Reintroduced Wolves Are Helping Baby Aspen Trees Flourish in Northern Yellowstone for the First Time in 80 Years, Study Suggests

Yellow and green aspen trees near a herd of bison
Aspen trees are making a comeback at Yellowstone National Park. NPS / Diane Renkin

Aspen trees are getting a boost from wolves at Yellowstone National Park, new research suggests.

For the first time in 80 years, baby aspens are growing tall and healthy in the northern part of the park, scientists report in the journal Forest Ecology and Management. They’ve linked the trees’ resurgence with the reintroduction of gray wolves (Canis lupus), which are keeping Yellowstone’s plant-eating elk in check.
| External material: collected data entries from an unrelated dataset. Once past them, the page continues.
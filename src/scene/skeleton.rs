use std::sync::Arc;

use glam::Mat4;
use parking_lot::Mutex;
use rustc_hash::FxHashMap;
use smallvec::SmallVec;
use uuid::Uuid;

use crate::errors::{RenderError, Result};
use crate::resources::id::NodeId;
use crate::resources::version_tracker::ChangeTracker;

/// Memoized sub-array for one dependent mesh.
#[derive(Debug, Clone)]
struct SubMatrices {
    joints: SmallVec<[usize; 32]>,
    version: u64,
    data: Arc<[f32]>,
}

/// A joint hierarchy shared by any number of skinned meshes.
///
/// Each mesh uses its own subset of the joints, given as indices into the
/// skeleton's joint array. The skeleton answers "which inverse bind matrices
/// does mesh X with joints J need" without storing anything on the mesh, so one
/// instance can serve every mesh that references it.
#[derive(Debug)]
pub struct Skeleton {
    pub id: Uuid,
    pub name: String,

    // Inverse Bind Matrices
    // Static data, typically unchanged after loading
    // Purpose: transforms vertices from mesh space to joint local space
    inverse_bind_matrices: Vec<Mat4>,
    tracker: ChangeTracker,

    // Keyed by the dependent mesh; an entry is reused only while both the
    // joint list and the matrix version match.
    sub_matrices: Mutex<FxHashMap<NodeId, SubMatrices>>,
}

impl Skeleton {
    #[must_use]
    pub fn new(name: &str, inverse_bind_matrices: Vec<Mat4>) -> Self {
        Self {
            id: Uuid::new_v4(),
            name: name.to_string(),
            inverse_bind_matrices,
            tracker: ChangeTracker::new(),
            sub_matrices: Mutex::new(FxHashMap::default()),
        }
    }

    #[inline]
    #[must_use]
    pub fn joint_count(&self) -> usize {
        self.inverse_bind_matrices.len()
    }

    #[inline]
    #[must_use]
    pub fn inverse_bind_matrices(&self) -> &[Mat4] {
        &self.inverse_bind_matrices
    }

    /// Replaces the inverse bind matrix of joint `index`.
    pub fn set_inverse_bind_matrix(&mut self, index: usize, matrix: Mat4) -> Result<()> {
        let joint_count = self.joint_count();
        let slot = self
            .inverse_bind_matrices
            .get_mut(index)
            .ok_or(RenderError::JointOutOfRange {
                joint: index,
                joint_count,
            })?;
        *slot = matrix;
        self.tracker.changed();
        Ok(())
    }

    /// Flattened (column-major) inverse bind matrices of `joints`, in the
    /// order given, for the mesh identified by `mesh`.
    ///
    /// Results are memoized per mesh, so meshes sharing this skeleton with
    /// different joint subsets never see each other's arrays.
    pub fn sub_inv_bind_matrices(&self, mesh: NodeId, joints: &[usize]) -> Result<Arc<[f32]>> {
        let version = self.tracker.version();
        let mut cache = self.sub_matrices.lock();

        if let Some(entry) = cache.get(&mesh)
            && entry.version == version
            && entry.joints.as_slice() == joints
        {
            return Ok(entry.data.clone());
        }

        let joint_count = self.joint_count();
        let mut data = Vec::with_capacity(joints.len() * 16);
        for &joint in joints {
            let matrix = self
                .inverse_bind_matrices
                .get(joint)
                .ok_or(RenderError::JointOutOfRange { joint, joint_count })?;
            data.extend_from_slice(bytemuck::cast_slice::<Mat4, f32>(std::slice::from_ref(
                matrix,
            )));
        }

        log::debug!(
            "Skeleton '{}': refreshed {} inverse bind matrices for {mesh}",
            self.name,
            joints.len()
        );

        let data: Arc<[f32]> = data.into();
        cache.insert(
            mesh,
            SubMatrices {
                joints: SmallVec::from_slice(joints),
                version,
                data: data.clone(),
            },
        );
        Ok(data)
    }

    /// Drops the memoized sub-array of `mesh`. Returns `false` if there was
    /// none.
    pub fn release(&self, mesh: NodeId) -> bool {
        self.sub_matrices.lock().remove(&mesh).is_some()
    }

    /// Number of meshes with a memoized sub-array.
    #[must_use]
    pub fn tracked_meshes(&self) -> usize {
        self.sub_matrices.lock().len()
    }
}

#[cfg(test)]
mod tests {
    use super::*;
    use glam::Vec3;

    fn skeleton() -> Skeleton {
        Skeleton::new(
            "rig",
            (0..4)
                .map(|i| Mat4::from_translation(Vec3::splat(i as f32)))
                .collect(),
        )
    }

    #[test]
    fn subset_follows_joint_order() {
        let skeleton = skeleton();
        let mesh = NodeId::next();

        let data = skeleton.sub_inv_bind_matrices(mesh, &[3, 1]).unwrap();
        assert_eq!(data.len(), 32);
        // Translation lives in the fourth column.
        assert_eq!(&data[12..15], &[3.0, 3.0, 3.0]);
        assert_eq!(&data[28..31], &[1.0, 1.0, 1.0]);
    }

    #[test]
    fn memo_is_reused_until_matrices_change() {
        let mut skeleton = skeleton();
        let mesh = NodeId::next();

        let first = skeleton.sub_inv_bind_matrices(mesh, &[0, 1]).unwrap();
        let second = skeleton.sub_inv_bind_matrices(mesh, &[0, 1]).unwrap();
        assert!(Arc::ptr_eq(&first, &second));

        skeleton
            .set_inverse_bind_matrix(0, Mat4::from_translation(Vec3::splat(9.0)))
            .unwrap();
        let third = skeleton.sub_inv_bind_matrices(mesh, &[0, 1]).unwrap();
        assert!(!Arc::ptr_eq(&first, &third));
        assert_eq!(&third[12..15], &[9.0, 9.0, 9.0]);
    }

    #[test]
    fn out_of_range_joint_is_reported() {
        let skeleton = skeleton();
        let err = skeleton
            .sub_inv_bind_matrices(NodeId::next(), &[0, 7])
            .unwrap_err();
        assert_eq!(
            err,
            RenderError::JointOutOfRange {
                joint: 7,
                joint_count: 4
            }
        );
    }

    #[test]
    fn release_forgets_the_mesh() {
        let skeleton = skeleton();
        let (a, b) = (NodeId::next(), NodeId::next());
        skeleton.sub_inv_bind_matrices(a, &[0]).unwrap();
        skeleton.sub_inv_bind_matrices(b, &[1]).unwrap();
        assert_eq!(skeleton.tracked_meshes(), 2);

        assert!(skeleton.release(a));
        assert!(!skeleton.release(a));
        assert_eq!(skeleton.tracked_meshes(), 1);
    }
}
//! Process-wide Draw Cache Invalidation Tests
//!
//! `invalidate_draw_caches` bumps a global epoch that every context cache
//! observes. Kept in its own test binary (and a single test) so the global
//! reset cannot race the skip assertions of other tests.

use std::sync::Arc;

use myth_mesh::{
    AttributeBuffer, AttributeType, BufferChunk, BufferHandle, Geometry, GraphicsContext,
    IndicesBuffer, Material, Mesh, RecordingContext, Shader, invalidate_draw_caches,
};

fn shader(name: &str) -> Arc<Shader> {
    Arc::new(
        Shader::builder(name)
            .attribute("position", 0, AttributeType::Float, 3)
            .build(),
    )
}

fn triangle(ctx: &RecordingContext) -> Arc<Geometry> {
    let chunk = BufferChunk::new()
        .with_attribute(
            "position",
            AttributeBuffer::new(BufferHandle(1), AttributeType::Float, 3),
        )
        .with_indices(IndicesBuffer {
            buffer: BufferHandle(2),
            count: 3,
        });
    Arc::new(Geometry::indexed("triangle", 3, 1).with_buffer_chunks(ctx.id(), vec![chunk]))
}

#[test]
fn global_reset_reaches_every_context() {
    let _ = env_logger::builder().is_test(true).try_init();

    let mut a = RecordingContext::new();
    let mut b = RecordingContext::new();
    let shared = shader("shared");
    let mut mesh_a = Mesh::new(triangle(&a), Arc::new(Material::new("a", shared.clone())));
    let mut mesh_b = Mesh::new(triangle(&b), Arc::new(Material::new("b", shared.clone())));

    assert_eq!(mesh_a.render(&mut a, None).unwrap().rebind_count, 1);
    assert_eq!(mesh_b.render(&mut b, None).unwrap().rebind_count, 1);
    assert_eq!(mesh_a.render(&mut a, None).unwrap().rebind_count, 0);

    // Explicit global reset
    invalidate_draw_caches();
    assert_eq!(mesh_a.render(&mut a, None).unwrap().rebind_count, 1);
    assert_eq!(mesh_b.render(&mut b, None).unwrap().rebind_count, 1);
    assert_eq!(mesh_a.render(&mut a, None).unwrap().rebind_count, 0);

    // Local invalidation leaves other contexts alone
    a.draw_state().invalidate();
    assert_eq!(mesh_b.render(&mut b, None).unwrap().rebind_count, 0);
    assert_eq!(mesh_a.render(&mut a, None).unwrap().rebind_count, 1);

    // Material attribute set changed in place
    Mesh::material_changed();
    assert_eq!(mesh_a.render(&mut a, None).unwrap().rebind_count, 1);

    // Swapping to another material sharing the shader still resets
    mesh_a.set_material(Some(Arc::new(Material::new("a2", shared))));
    assert_eq!(mesh_a.render(&mut a, None).unwrap().rebind_count, 1);

    // Re-assigning the same material is not a change
    let same = mesh_a.material().cloned();
    mesh_a.set_material(same);
    assert_eq!(mesh_a.render(&mut a, None).unwrap().rebind_count, 0);
}
//! Resource definitions consumed by the mesh render path.
//!
//! - Buffer: buffer handles and vertex layout metadata
//! - Geometry: per-context buffer chunks
//! - Shader: attribute templates, semantics and uniform locations
//! - Material: a named, shareable shader binding
//! - Id: process-unique resource identities

pub mod buffer;
pub mod geometry;
pub mod id;
pub mod material;
pub mod shader;
pub mod version_tracker;

pub use buffer::{AttributeBuffer, AttributeType, BufferHandle, BufferTarget, IndexType, IndicesBuffer};
pub use geometry::{BufferChunk, Geometry};
pub use id::{ContextId, GeometryId, MaterialId, NodeId, ShaderId};
pub use material::Material;
pub use shader::{AttributeTemplate, Semantic, Shader, ShaderBuilder, UniformValue};
pub use version_tracker::ChangeTracker;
Gray wolves were once abundant in Yellowstone National Park. But by the 1930s, the apex predators had been extirpated from the area, largely due to hunting, government eradication programs and habitat loss.

Without the wolves, the park’s elk population ballooned, reaching around 17,000 individuals in winter 1995. The huge numbers of elk wreaked havoc on Yellowstone’s quaking aspen trees (Populus tremuloides) by chowing down on saplings before they had a chance to get established. When ecologists conducted surveys in the 1990s, they couldn’t find a single aspen sapling in the park.

“[The aspens] would grow new sprouts, but then the sprouts couldn’t get any larger [because of the elk],” says lead author Luke Painter, an ecologist at Oregon State University, to Oregon on the Record’s Michael Dunne. “The stands basically had older trees … and those were dying out, and then there wasn’t any new growth underneath, of young aspens, to replace those older trees.”

Then, in 1995, biologists reintroduced gray wolves to the park. The carnivores quickly made meals out of Yellowstone’s abundant elk, helping drive their population down to the roughly 2,000 individuals that spend winter in the park now. With fewer elk grazing, aspen saplings have been able to regain a foothold, the study authors suggest.

Scientists had previously surveyed 87 aspen stands in northern Yellowstone in 2012. When the new study’s team returned in 2020 and 2021, 43 percent of the sample sites had new, young trees with trunks that were at least two inches in diameter at chest height—something researchers hadn’t seen since the 1940s.

They also documented a more than 152-fold increase in the density of aspen saplings between 1998 and 2021.

“It doesn’t mean that they’re not going to get killed or die from something, but it’s a pretty good indication that we’re getting some new trees,” Painter says to Live Science’s Chris Simms. “As they get bigger, they get more resilient.”

Bird in tree trunk
Birds, including house wrens (shown here), make cavity nests in aspen trunks. NPS / Diane Renkin

The recovery of aspens in Yellowstone will likely benefit other species, too, including birds such as woodpeckers and tree swallows, which make cavity nests in aspen trunks. It will probably also be a boon to beavers, which eat the trees’ bark and small branches and use larger sections for their dams.Scientists say their findings are evidence of a “trophic cascade,” or a series of ripple effects caused by a change at the top of the food web.

“The reintroduction of large carnivores has initiated a recovery process that had been shut down for decades,” says Painter in a statement. “This is a remarkable case of ecological restoration… Wolf reintroduction is yielding long-term ecological changes contributing to increased biodiversity and habitat diversity.”

However, not all scientists are convinced that a trophic cascade has taken place at Yellowstone—yet. A 2024 study, for instance, found that Yellowstone’s ecosystems are still bouncing back from the previous loss of wolves. Researchers have also argued that reintroduced wolves were only one factor that affected elk numbers—humans and grizzly bears killed the herbivores, too. Meanwhile, even as elk have decreased, bison have flourished, adding a different pressure to the park’s vegetation.

“When you disturb ecosystems by changing the makeup of a food web, it can lead to lasting changes that are not quickly fixed,” said Tom Hobbs, the lead author of the 2024 study and an ecologist at Colorado State University, in a statement last year. “We can’t rule out the possibility that the ecosystem will be restored over the next 40 years as a result of the return of apex predators. All we can be sure of is what’s observable now—the ecosystem has not responded dramatically to the restored food web.”